//! Legacy single-workspace ClickUp configuration, one row per guild.
//!
//! Superseded by the multi-workspace table but still read by the resolver as
//! a fallback, and by the migration engine as its source. Migration copies
//! forward rather than deleting, so these rows are long-lived.

use super::{ts, Store, StoreError};
use crate::crypto::SecretBlob;
use chrono::Utc;
use rusqlite::{params, OptionalExtension};
use tracing::info;

#[derive(Clone, Debug)]
pub struct LegacyConfigRecord {
    pub guild_id: i64,
    /// May be absent on rows created before workspace bookkeeping existed.
    pub workspace_id: Option<String>,
    pub token: Option<SecretBlob>,
    pub setup_complete: bool,
}

impl Store {
    /// Insert or replace the legacy config for a guild.
    ///
    /// A config marked `setup_complete` must carry a token; enforced here so
    /// readers never have to re-check the invariant.
    pub fn upsert_legacy_config(
        &self,
        guild_id: i64,
        workspace_id: Option<&str>,
        token: Option<&SecretBlob>,
        setup_complete: bool,
    ) -> Result<(), StoreError> {
        if setup_complete && token.is_none() {
            return Err(StoreError::LegacyTokenMissing);
        }

        let now = ts(Utc::now());
        self.conn.lock().unwrap().execute(
            r#"
            INSERT INTO legacy_configs (
                guild_id, workspace_id, token_ciphertext, token_nonce,
                setup_complete, created_at, updated_at
            )
            VALUES (?1, ?2, ?3, ?4, ?5, ?6, ?6)
            ON CONFLICT(guild_id) DO UPDATE SET
                workspace_id = excluded.workspace_id,
                token_ciphertext = excluded.token_ciphertext,
                token_nonce = excluded.token_nonce,
                setup_complete = excluded.setup_complete,
                updated_at = excluded.updated_at
            "#,
            params![
                guild_id,
                workspace_id,
                token.map(|t| t.ciphertext.as_str()),
                token.map(|t| t.nonce.as_str()),
                setup_complete,
                now,
            ],
        )?;

        info!(guild_id, setup_complete, "Saved legacy ClickUp config");
        Ok(())
    }

    pub fn get_legacy_config(
        &self,
        guild_id: i64,
    ) -> Result<Option<LegacyConfigRecord>, StoreError> {
        let conn = self.conn.lock().unwrap();
        let record = conn
            .query_row(
                r#"
                SELECT workspace_id, token_ciphertext, token_nonce, setup_complete
                FROM legacy_configs
                WHERE guild_id = ?1
                "#,
                params![guild_id],
                |row| {
                    let ciphertext: Option<String> = row.get(1)?;
                    let nonce: Option<String> = row.get(2)?;
                    Ok(LegacyConfigRecord {
                        guild_id,
                        workspace_id: row.get(0)?,
                        token: match (ciphertext, nonce) {
                            (Some(ciphertext), Some(nonce)) => {
                                Some(SecretBlob { ciphertext, nonce })
                            }
                            _ => None,
                        },
                        setup_complete: row.get(3)?,
                    })
                },
            )
            .optional()?;

        Ok(record)
    }

    pub fn delete_legacy_config(&self, guild_id: i64) -> Result<bool, StoreError> {
        let rows_affected = self.conn.lock().unwrap().execute(
            "DELETE FROM legacy_configs WHERE guild_id = ?1",
            params![guild_id],
        )?;

        Ok(rows_affected > 0)
    }
}

#[cfg(test)]
mod tests {
    use super::super::test_support::{test_cipher, test_store};
    use super::*;

    #[test]
    fn test_upsert_and_get() {
        let store = test_store();
        let cipher = test_cipher();
        let blob = cipher.encrypt("legacy-token").unwrap();

        store
            .upsert_legacy_config(1, Some("ws_9"), Some(&blob), true)
            .unwrap();

        let config = store.get_legacy_config(1).unwrap().unwrap();
        assert_eq!(config.workspace_id.as_deref(), Some("ws_9"));
        assert!(config.setup_complete);
        assert_eq!(cipher.decrypt(&config.token.unwrap()).unwrap(), "legacy-token");
    }

    #[test]
    fn test_setup_complete_requires_token() {
        let store = test_store();

        let result = store.upsert_legacy_config(1, Some("ws_9"), None, true);
        assert!(matches!(result, Err(StoreError::LegacyTokenMissing)));

        // Incomplete setup without a token is fine
        store.upsert_legacy_config(1, None, None, false).unwrap();
        let config = store.get_legacy_config(1).unwrap().unwrap();
        assert!(!config.setup_complete);
        assert!(config.token.is_none());
    }

    #[test]
    fn test_upsert_replaces_existing() {
        let store = test_store();
        let cipher = test_cipher();

        let old = cipher.encrypt("old").unwrap();
        let new = cipher.encrypt("new").unwrap();
        store.upsert_legacy_config(1, None, Some(&old), true).unwrap();
        store
            .upsert_legacy_config(1, Some("ws_1"), Some(&new), true)
            .unwrap();

        let config = store.get_legacy_config(1).unwrap().unwrap();
        assert_eq!(config.workspace_id.as_deref(), Some("ws_1"));
        assert_eq!(cipher.decrypt(&config.token.unwrap()).unwrap(), "new");
    }

    #[test]
    fn test_delete() {
        let store = test_store();
        store.upsert_legacy_config(1, None, None, false).unwrap();

        assert!(store.delete_legacy_config(1).unwrap());
        assert!(store.get_legacy_config(1).unwrap().is_none());
        assert!(!store.delete_legacy_config(1).unwrap());
    }

    #[test]
    fn test_guild_isolation() {
        let store = test_store();
        store.upsert_legacy_config(1, None, None, false).unwrap();

        assert!(store.get_legacy_config(2).unwrap().is_none());
    }
}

--------------------------------

Find where the line with "workspace bookkeeping existed." sits in the material above, then copy exactly from it through the line with "re-check the invariant.". Add no other line.

    /// May be absent on rows created before workspace bookkeeping existed.
    pub workspace_id: Option<String>,
    pub token: Option<SecretBlob>,
    pub setup_complete: bool,
}

impl Store {
    /// Insert or replace the legacy config for a guild.
    ///
    /// A config marked `setup_complete` must carry a token; enforced here so
    /// readers never have to re-check the invariant.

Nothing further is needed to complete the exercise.